Van Oyen used to lead the training sessions herself. “But why should they listen to me, a white woman, as if I have all the answers?” she asks. So now she has trained local women as teachers.

“Education is a major part of our program,” says van Oyen. (The “ISEE” initials stand for “Sustainabi­lity, Education, and Empowermen­t.”)

“A large part of our work is to prevent pregnancie­s,” she continues. “So we teach women to know when they are fertile. We promote abstinence first - providing menstrual supplies and sex education is NOT promoting sex.
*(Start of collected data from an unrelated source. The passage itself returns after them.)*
//! Wheel gestures with modifiers.
//!
//! - shift + wheel scales labels
//! - alt + wheel scales nodes
//! - ctrl + wheel changes the camera zooming ratio
//!
//! Each gesture is a single step and resets the state machine right away.

use super::{InteractionPlugin, PluginContext, Subscriptions};
use crate::constants::{SCALE_STEP, ZOOM_FACTOR_STEP};
use crate::input::{InteractionEvent, InteractionState, StateCallback};
use parking_lot::Mutex;
use serde::{Deserialize, Serialize};
use std::sync::Arc;
use tracing::debug;

/// Rendered label sizes in pixels.
#[derive(Clone, Copy, Debug, PartialEq, Serialize, Deserialize)]
pub struct LabelSizes {
    pub node: f64,
    pub relation: f64,
}

#[derive(Debug)]
pub struct ScalePlugin {
    camera_ratio: Mutex<f64>,
}

impl Default for ScalePlugin {
    fn default() -> Self {
        Self {
            camera_ratio: Mutex::new(1.0),
        }
    }
}

impl ScalePlugin {
    pub fn new() -> Self {
        Self::default()
    }

    /// Label sizes for the current camera ratio, so labels follow the zoom.
    pub fn label_sizes(&self, ctx: &PluginContext) -> LabelSizes {
        let ratio = *self.camera_ratio.lock();
        let factor = ctx.graph.lock().label_size_factor();
        let settings = ctx.settings.read();
        LabelSizes {
            node: settings.node_label_size / ratio * factor,
            relation: settings.relation_label_size / ratio * factor,
        }
    }

    fn camera_updated(&self, event: &InteractionEvent) {
        if let Some(camera) = event.camera {
            *self.camera_ratio.lock() = camera.ratio;
        }
    }

    fn scale(&self, ctx: &PluginContext, event: &InteractionEvent) {
        let step = if event.delta > 0.0 { SCALE_STEP } else { -SCALE_STEP };
        {
            let mut graph = ctx.graph.lock();
            let mut settings = ctx.settings.write();
            if event.modifiers.shift {
                let factor = graph.label_size_factor() + step;
                settings.label_size_factor = graph.set_label_size_factor(factor);
                debug!(factor = settings.label_size_factor, "label size factor");
            }
            if event.modifiers.alt {
                let factor = graph.node_size_factor() + step;
                settings.node_size_factor = graph.set_node_size_factor(factor);
                debug!(factor = settings.node_size_factor, "node size factor");
            }
        }
        ctx.ism.reset_state();
    }
}

impl InteractionPlugin for ScalePlugin {
    fn name(&self) -> &'static str {
        "scale"
    }

    fn install(self: Arc<Self>, ctx: &PluginContext) -> Subscriptions {
        let mut subscriptions = Subscriptions::new();

        let camera = self.clone();
        subscriptions.on(
            &ctx.ism,
            InteractionState::CameraUpdate,
            StateCallback::new().main(move |event| camera.camera_updated(event)),
        );

        let scale_ctx = ctx.clone();
        subscriptions.on(
            &ctx.ism,
            InteractionState::Scale,
            StateCallback::new().main(move |event| self.scale(&scale_ctx, event)),
        );
        subscriptions
    }
}

#[derive(Debug, Default)]
pub struct ZoomFactorPlugin;

impl ZoomFactorPlugin {
    pub fn new() -> Self {
        Self
    }

    fn step(&self, ctx: &PluginContext, event: &InteractionEvent) {
        let step = if event.delta > 0.0 {
            ZOOM_FACTOR_STEP
        } else {
            -ZOOM_FACTOR_STEP
        };
        {
            let mut graph = ctx.graph.lock();
            let factor = graph.zoom_factor() + step;
            let applied = graph.set_zoom_factor(factor);
            ctx.settings.write().zoom_factor = applied;
            debug!(factor = applied, "zoom factor");
        }
        ctx.ism.reset_state();
    }
}

impl InteractionPlugin for ZoomFactorPlugin {
    fn name(&self) -> &'static str {
        "quick-zoom-factor"
    }

    fn install(self: Arc<Self>, ctx: &PluginContext) -> Subscriptions {
        let mut subscriptions = Subscriptions::new();
        let zoom_ctx = ctx.clone();
        subscriptions.on(
            &ctx.ism,
            InteractionState::ZoomFactor,
            StateCallback::new().main(move |event| self.step(&zoom_ctx, event)),
        );
        subscriptions
    }
}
But if it’s going to happen, we want it to be safe sex, in a healthy relationsh­ip.”

I could take my $100 B.C. Hydro refund and buy myself a tank of gasoline.

Or I could send the same money to erika@iseesoluti­ons.org (or through her website iseesoluti­ons.org) and enable a dozen girls to complete their education. To me, there’s no comparison.

ISEE Solutions is not the only possible way of helping people who are far worse off than we are. Other charitable organizati­ons will build water purificati­on plants. Provide goats and chickens.

Plant trees.

Choose your own charity; I don’t care which one.

But please make better use of the rebates government­s all over Canada are handing out than spending it on imported vegetables.